On distributed fuzzy decision trees for big data

CONTACT: PRAVEEN KUMAR. L (, +91 – 9791938249)
MAIL ID: sunsid1989@gmail.com, praveen@nexgenproject.com
Web: www.nexgenproject.com, www.finalyear-ieeeprojects.com
On Distributed Fuzzy Decision Trees for Big Data
Abstract:
Fuzzy decision trees (FDTs) have shown to be an effective solution in the framework of
fuzzy classification. The approaches proposed so far to FDT learning, however, have
generally neglected time and space requirements. In this paper, we propose a distributed FDT
learning scheme shaped according to the MapReduce programming model for generating
both binary and multi-way FDTs from big data. The scheme relies on a novel distributed
fuzzy discretizer that generates a strong fuzzy partition for each continuous attribute based on
fuzzy information entropy. The fuzzy partitions are therefore used as input to the FDT
learning algorithm, which employs fuzzy information gain for selecting the attributes at the
decision nodes. We have implemented the FDT learning scheme on the Apache Spark
framework. We have used ten real-world publicly available big datasets for evaluating the
behavior of the scheme along three dimensions: i) performance in terms of classification
accuracy, model complexity and execution time, ii) scalability varying the number of
computing units and iii) ability to efficiently accommodate an increasing dataset size.

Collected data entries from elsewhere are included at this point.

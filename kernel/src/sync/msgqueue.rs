//! A bounded FIFO queue of variable-length, size-tagged messages up to a
//! fixed maximum length (`msg`, §4.8). Unlike
//! [`EventQueue`](crate::sync::eventqueue::EventQueue), each element is an
//! opaque byte frame copied into the object's own backing storage — there is
//! no pointer-staging into a sender's stack (see `DESIGN.md` for why this
//! crate simplifies away from that reference-kernel technique).
use arrayvec::ArrayVec;

use crate::clock::{Tick, IMMEDIATE};
use crate::error::Error;
use crate::klock::CpuLockCell;
use crate::system;
use crate::wait::{self, WaitQueue};

/// A single frame: up to `LEN` bytes of payload plus the length actually
/// used, so `send`/`recv` can carry messages shorter than the configured
/// maximum without wasting the unused tail on the wire.
#[derive(Clone, Copy)]
struct Frame<const LEN: usize> {
    data: [u8; LEN],
    len: usize,
}

pub struct MessageQueue<const SLOTS: usize, const LEN: usize> {
    buf: CpuLockCell<ArrayVec<Frame<LEN>, SLOTS>>,
    send_waiters: WaitQueue,
    recv_waiters: WaitQueue,
}

impl<const SLOTS: usize, const LEN: usize> MessageQueue<SLOTS, LEN> {
    pub const fn new() -> Self {
        Self {
            buf: CpuLockCell::new(ArrayVec::new_const()),
            send_waiters: WaitQueue::new(),
            recv_waiters: WaitQueue::new(),
        }
    }

    /// The maximum payload length this queue accepts.
    pub const fn max_len(&self) -> usize {
        LEN
    }

    /// Enqueue a copy of `msg`, blocking for at most `delay` ticks if the
    /// queue is full. Fails with [`Error::Failure`] (without blocking) if
    /// `msg` is longer than [`max_len`](Self::max_len) — that is a
    /// precondition violation, not a capacity one.
    pub fn send(&'static self, msg: &[u8], delay: Tick) -> Result<(), Error> {
        if msg.len() > LEN {
            return Err(Error::Failure);
        }
        let mut frame = Frame {
            data: [0u8; LEN],
            len: msg.len(),
        };
        frame.data[..msg.len()].copy_from_slice(msg);

        let deadline = system::Deadline::new(delay);
        loop {
            let me;
            let remaining;
            {
                let mut guard = crate::klock::lock();
                let cpu = guard.cpu();
                let pushed = self.buf.with(cpu, |buf| buf.try_push(frame).is_ok());
                if pushed {
                    wait::wakeup_one(cpu, &self.recv_waiters, crate::error::Event::Success);
                    return Ok(());
                }
                remaining = deadline.remaining(cpu);
                if remaining == IMMEDIATE {
                    return Err(Error::Timeout);
                }
                me = system::current(cpu);
            }
            wait::wait_for(me, Some(&self.send_waiters), remaining).into_result()?;
        }
    }

    /// Dequeue the oldest message into `out`, blocking for at most `delay`
    /// ticks if the queue is empty. Returns the number of bytes written.
    /// Fails with [`Error::Failure`] if `out` is shorter than the head
    /// frame — the frame is left in place, un-consumed, so a retry with a
    /// bigger buffer still sees it.
    pub fn recv(&'static self, out: &mut [u8], delay: Tick) -> Result<usize, Error> {
        let deadline = system::Deadline::new(delay);
        loop {
            let me;
            let remaining;
            {
                let mut guard = crate::klock::lock();
                let cpu = guard.cpu();
                let head_len = self.buf.with(cpu, |buf| buf.first().map(|f| f.len));
                if let Some(len) = head_len {
                    if out.len() < len {
                        return Err(Error::Failure);
                    }
                    let frame = self.buf.with(cpu, |buf| buf.remove(0));
                    out[..len].copy_from_slice(&frame.data[..len]);
                    wait::wakeup_one(cpu, &self.send_waiters, crate::error::Event::Success);
                    return Ok(len);
                }
                remaining = deadline.remaining(cpu);
                if remaining == IMMEDIATE {
                    return Err(Error::Timeout);
                }
                me = system::current(cpu);
            }
            wait::wait_for(me, Some(&self.recv_waiters), remaining).into_result()?;
        }
    }

    /// Reset: wake every current sender and receiver with [`Error::Stopped`]
    /// and drop whatever is still queued.
    pub fn reset(&'static self) {
        crate::klock::with_lock(|cpu| {
            self.buf.with(cpu, |buf| buf.clear());
            wait::wakeup_all(cpu, &self.send_waiters, crate::error::Event::Stopped);
            wait::wakeup_all(cpu, &self.recv_waiters, crate::error::Event::Stopped);
        });
    }

    /// Destroy: wake every current sender and receiver with
    /// [`Error::Deleted`].
    pub fn destroy(&'static self) {
        crate::klock::with_lock(|cpu| {
            wait::wakeup_all(cpu, &self.send_waiters, crate::error::Event::Deleted);
            wait::wakeup_all(cpu, &self.recv_waiters, crate::error::Event::Deleted);
        });
    }
}

#[cfg(test)]
mod tests {
    use super::*;
    use crate::task::TaskCb;

    fn noop(_arg: usize) {}

    fn as_current(task: &'static TaskCb) {
        crate::klock::with_lock(|cpu| system::set_current(cpu, task));
    }

    static Q: MessageQueue<2, 8> = MessageQueue::new();
    static TASK_MSG: TaskCb = TaskCb::new("msgqueue-task", 5, noop, 0);

    #[test]
    fn round_trips_a_short_message() {
        let _g = crate::test_support::setup();
        as_current(&TASK_MSG);
        Q.reset();
        Q.send(b"hi", IMMEDIATE).unwrap();
        let mut out = [0u8; 8];
        let n = Q.recv(&mut out, IMMEDIATE).unwrap();
        assert_eq!(&out[..n], b"hi");
    }

    #[test]
    fn oversized_send_is_rejected_without_blocking() {
        let _g = crate::test_support::setup();
        as_current(&TASK_MSG);
        Q.reset();
        assert_eq!(Q.send(&[0u8; 9], IMMEDIATE), Err(Error::Failure));
    }

    #[test]
    fn undersized_recv_buffer_is_rejected_and_leaves_the_frame_queued() {
        let _g = crate::test_support::setup();
        as_current(&TASK_MSG);
        Q.reset();
        Q.send(b"hello", IMMEDIATE).unwrap();
        let mut small = [0u8; 2];
        assert_eq!(Q.recv(&mut small, IMMEDIATE), Err(Error::Failure));
        let mut big = [0u8; 8];
        let n = Q.recv(&mut big, IMMEDIATE).unwrap();
        assert_eq!(&big[..n], b"hello");
    }
}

We
have demonstrated that the proposed scheme turns out to be suitable for managing big
datasets even with modest commodity hardware support. Finally, we have used the
distributed decision tree learning algorithm implemented in the MLLib library and the Chi-
FRBCS-BigData algorithm, a MapReduce distributed fuzzy rule-based classification system,
for comparative analysis.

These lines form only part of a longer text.